Segment Start: Supplied records

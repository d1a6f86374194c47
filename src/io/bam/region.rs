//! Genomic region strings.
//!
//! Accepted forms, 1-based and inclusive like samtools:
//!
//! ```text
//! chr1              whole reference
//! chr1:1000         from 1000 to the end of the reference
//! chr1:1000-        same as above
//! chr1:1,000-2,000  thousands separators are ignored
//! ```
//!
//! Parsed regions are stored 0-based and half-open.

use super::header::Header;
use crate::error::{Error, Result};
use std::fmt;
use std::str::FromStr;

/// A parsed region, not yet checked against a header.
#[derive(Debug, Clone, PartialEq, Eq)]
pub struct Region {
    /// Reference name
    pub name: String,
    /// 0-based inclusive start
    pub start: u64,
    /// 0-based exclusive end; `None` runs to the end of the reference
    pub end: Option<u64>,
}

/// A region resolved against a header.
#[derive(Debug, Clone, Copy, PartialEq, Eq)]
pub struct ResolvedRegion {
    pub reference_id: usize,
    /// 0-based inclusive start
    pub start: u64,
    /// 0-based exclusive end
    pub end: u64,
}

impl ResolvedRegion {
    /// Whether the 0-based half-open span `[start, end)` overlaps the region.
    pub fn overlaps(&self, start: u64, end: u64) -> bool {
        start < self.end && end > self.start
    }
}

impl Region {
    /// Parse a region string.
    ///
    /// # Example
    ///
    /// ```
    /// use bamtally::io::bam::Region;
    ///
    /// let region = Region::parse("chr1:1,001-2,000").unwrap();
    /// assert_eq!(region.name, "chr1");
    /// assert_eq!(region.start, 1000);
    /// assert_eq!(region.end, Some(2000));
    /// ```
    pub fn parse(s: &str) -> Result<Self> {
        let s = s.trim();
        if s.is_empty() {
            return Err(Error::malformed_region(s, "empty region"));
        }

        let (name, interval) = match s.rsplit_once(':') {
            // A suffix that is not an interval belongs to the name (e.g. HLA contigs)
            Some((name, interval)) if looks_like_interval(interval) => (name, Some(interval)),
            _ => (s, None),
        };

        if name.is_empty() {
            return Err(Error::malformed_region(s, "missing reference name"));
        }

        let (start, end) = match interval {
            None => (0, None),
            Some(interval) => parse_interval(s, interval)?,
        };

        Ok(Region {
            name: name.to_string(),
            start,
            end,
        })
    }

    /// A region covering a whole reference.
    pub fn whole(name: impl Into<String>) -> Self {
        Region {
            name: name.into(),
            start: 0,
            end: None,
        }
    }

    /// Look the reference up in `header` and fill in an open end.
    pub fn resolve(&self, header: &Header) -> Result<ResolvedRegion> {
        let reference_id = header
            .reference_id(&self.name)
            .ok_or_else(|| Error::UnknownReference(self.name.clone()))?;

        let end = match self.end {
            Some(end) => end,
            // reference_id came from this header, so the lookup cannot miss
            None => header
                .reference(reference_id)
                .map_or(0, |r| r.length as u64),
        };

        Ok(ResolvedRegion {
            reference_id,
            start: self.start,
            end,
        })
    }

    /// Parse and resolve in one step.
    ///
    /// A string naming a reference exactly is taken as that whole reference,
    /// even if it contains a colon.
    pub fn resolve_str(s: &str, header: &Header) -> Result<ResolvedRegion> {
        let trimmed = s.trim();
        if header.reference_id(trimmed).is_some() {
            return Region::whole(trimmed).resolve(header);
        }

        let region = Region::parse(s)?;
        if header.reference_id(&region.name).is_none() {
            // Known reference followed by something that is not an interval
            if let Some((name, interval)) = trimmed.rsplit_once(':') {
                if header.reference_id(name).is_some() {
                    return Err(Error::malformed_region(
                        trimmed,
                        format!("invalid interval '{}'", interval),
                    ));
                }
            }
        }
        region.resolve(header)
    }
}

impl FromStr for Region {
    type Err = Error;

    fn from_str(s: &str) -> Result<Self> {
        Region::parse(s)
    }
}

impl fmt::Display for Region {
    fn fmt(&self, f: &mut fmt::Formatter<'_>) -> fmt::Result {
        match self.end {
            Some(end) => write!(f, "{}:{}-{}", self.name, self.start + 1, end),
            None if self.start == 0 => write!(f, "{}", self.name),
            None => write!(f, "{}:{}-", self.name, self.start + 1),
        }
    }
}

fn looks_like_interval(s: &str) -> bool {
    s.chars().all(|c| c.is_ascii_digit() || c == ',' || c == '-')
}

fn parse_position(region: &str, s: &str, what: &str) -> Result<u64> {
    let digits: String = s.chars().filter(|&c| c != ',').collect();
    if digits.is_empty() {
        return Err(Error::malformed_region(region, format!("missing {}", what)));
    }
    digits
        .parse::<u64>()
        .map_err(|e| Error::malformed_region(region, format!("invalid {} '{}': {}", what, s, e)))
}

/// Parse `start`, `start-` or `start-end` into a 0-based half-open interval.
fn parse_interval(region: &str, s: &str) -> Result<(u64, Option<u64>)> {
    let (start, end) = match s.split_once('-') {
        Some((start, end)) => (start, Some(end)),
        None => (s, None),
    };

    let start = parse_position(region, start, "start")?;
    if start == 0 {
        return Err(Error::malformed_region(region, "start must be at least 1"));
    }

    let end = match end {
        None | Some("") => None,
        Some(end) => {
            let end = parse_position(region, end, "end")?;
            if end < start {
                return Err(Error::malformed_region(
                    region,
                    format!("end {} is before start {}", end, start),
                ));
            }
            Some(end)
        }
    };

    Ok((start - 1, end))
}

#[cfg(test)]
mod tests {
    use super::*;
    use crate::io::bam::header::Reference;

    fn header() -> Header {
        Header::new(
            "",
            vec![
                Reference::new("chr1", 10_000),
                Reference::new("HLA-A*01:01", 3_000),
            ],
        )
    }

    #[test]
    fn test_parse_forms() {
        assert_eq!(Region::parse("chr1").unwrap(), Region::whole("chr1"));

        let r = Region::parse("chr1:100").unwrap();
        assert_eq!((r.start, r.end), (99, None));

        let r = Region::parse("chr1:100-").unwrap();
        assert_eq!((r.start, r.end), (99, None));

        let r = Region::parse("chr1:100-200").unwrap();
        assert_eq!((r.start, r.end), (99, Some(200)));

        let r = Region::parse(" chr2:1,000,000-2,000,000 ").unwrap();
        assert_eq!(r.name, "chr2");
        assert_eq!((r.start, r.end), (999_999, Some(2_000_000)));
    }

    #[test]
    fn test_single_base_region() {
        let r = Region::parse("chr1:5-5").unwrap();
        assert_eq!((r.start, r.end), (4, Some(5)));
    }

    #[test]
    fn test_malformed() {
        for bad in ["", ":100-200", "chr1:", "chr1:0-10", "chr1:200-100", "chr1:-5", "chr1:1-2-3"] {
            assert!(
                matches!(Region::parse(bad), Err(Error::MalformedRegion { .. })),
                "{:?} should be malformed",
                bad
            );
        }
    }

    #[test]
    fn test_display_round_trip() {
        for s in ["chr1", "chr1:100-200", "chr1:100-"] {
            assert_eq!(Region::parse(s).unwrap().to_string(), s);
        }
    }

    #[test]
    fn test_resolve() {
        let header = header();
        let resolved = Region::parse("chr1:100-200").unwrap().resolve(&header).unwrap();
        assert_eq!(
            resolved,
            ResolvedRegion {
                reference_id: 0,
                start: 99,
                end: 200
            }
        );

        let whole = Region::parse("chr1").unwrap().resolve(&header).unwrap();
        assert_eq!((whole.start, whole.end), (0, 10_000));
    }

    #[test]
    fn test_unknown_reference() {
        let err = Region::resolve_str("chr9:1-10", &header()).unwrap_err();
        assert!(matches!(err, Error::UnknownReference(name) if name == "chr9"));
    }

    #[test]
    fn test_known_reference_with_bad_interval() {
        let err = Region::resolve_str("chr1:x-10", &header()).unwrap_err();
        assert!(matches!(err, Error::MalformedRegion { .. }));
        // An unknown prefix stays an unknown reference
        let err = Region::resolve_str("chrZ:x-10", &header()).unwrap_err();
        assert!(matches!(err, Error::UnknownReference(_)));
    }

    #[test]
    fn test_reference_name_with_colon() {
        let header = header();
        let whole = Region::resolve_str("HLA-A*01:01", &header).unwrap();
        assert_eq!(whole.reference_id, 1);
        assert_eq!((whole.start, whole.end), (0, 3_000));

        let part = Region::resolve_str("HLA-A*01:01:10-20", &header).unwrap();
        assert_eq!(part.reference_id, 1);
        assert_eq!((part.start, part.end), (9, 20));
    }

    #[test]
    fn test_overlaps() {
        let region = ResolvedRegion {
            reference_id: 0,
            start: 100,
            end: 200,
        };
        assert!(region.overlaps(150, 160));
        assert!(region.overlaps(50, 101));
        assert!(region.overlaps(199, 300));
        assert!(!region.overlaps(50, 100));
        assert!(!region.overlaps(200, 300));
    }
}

Segment End: Supplied records

[What needs to be done]:
Copy, from the data above, every line where the word "chars" appears.

[Response below]:
    s.chars().all(|c| c.is_ascii_digit() || c == ',' || c == '-')
    let digits: String = s.chars().filter(|&c| c != ',').collect();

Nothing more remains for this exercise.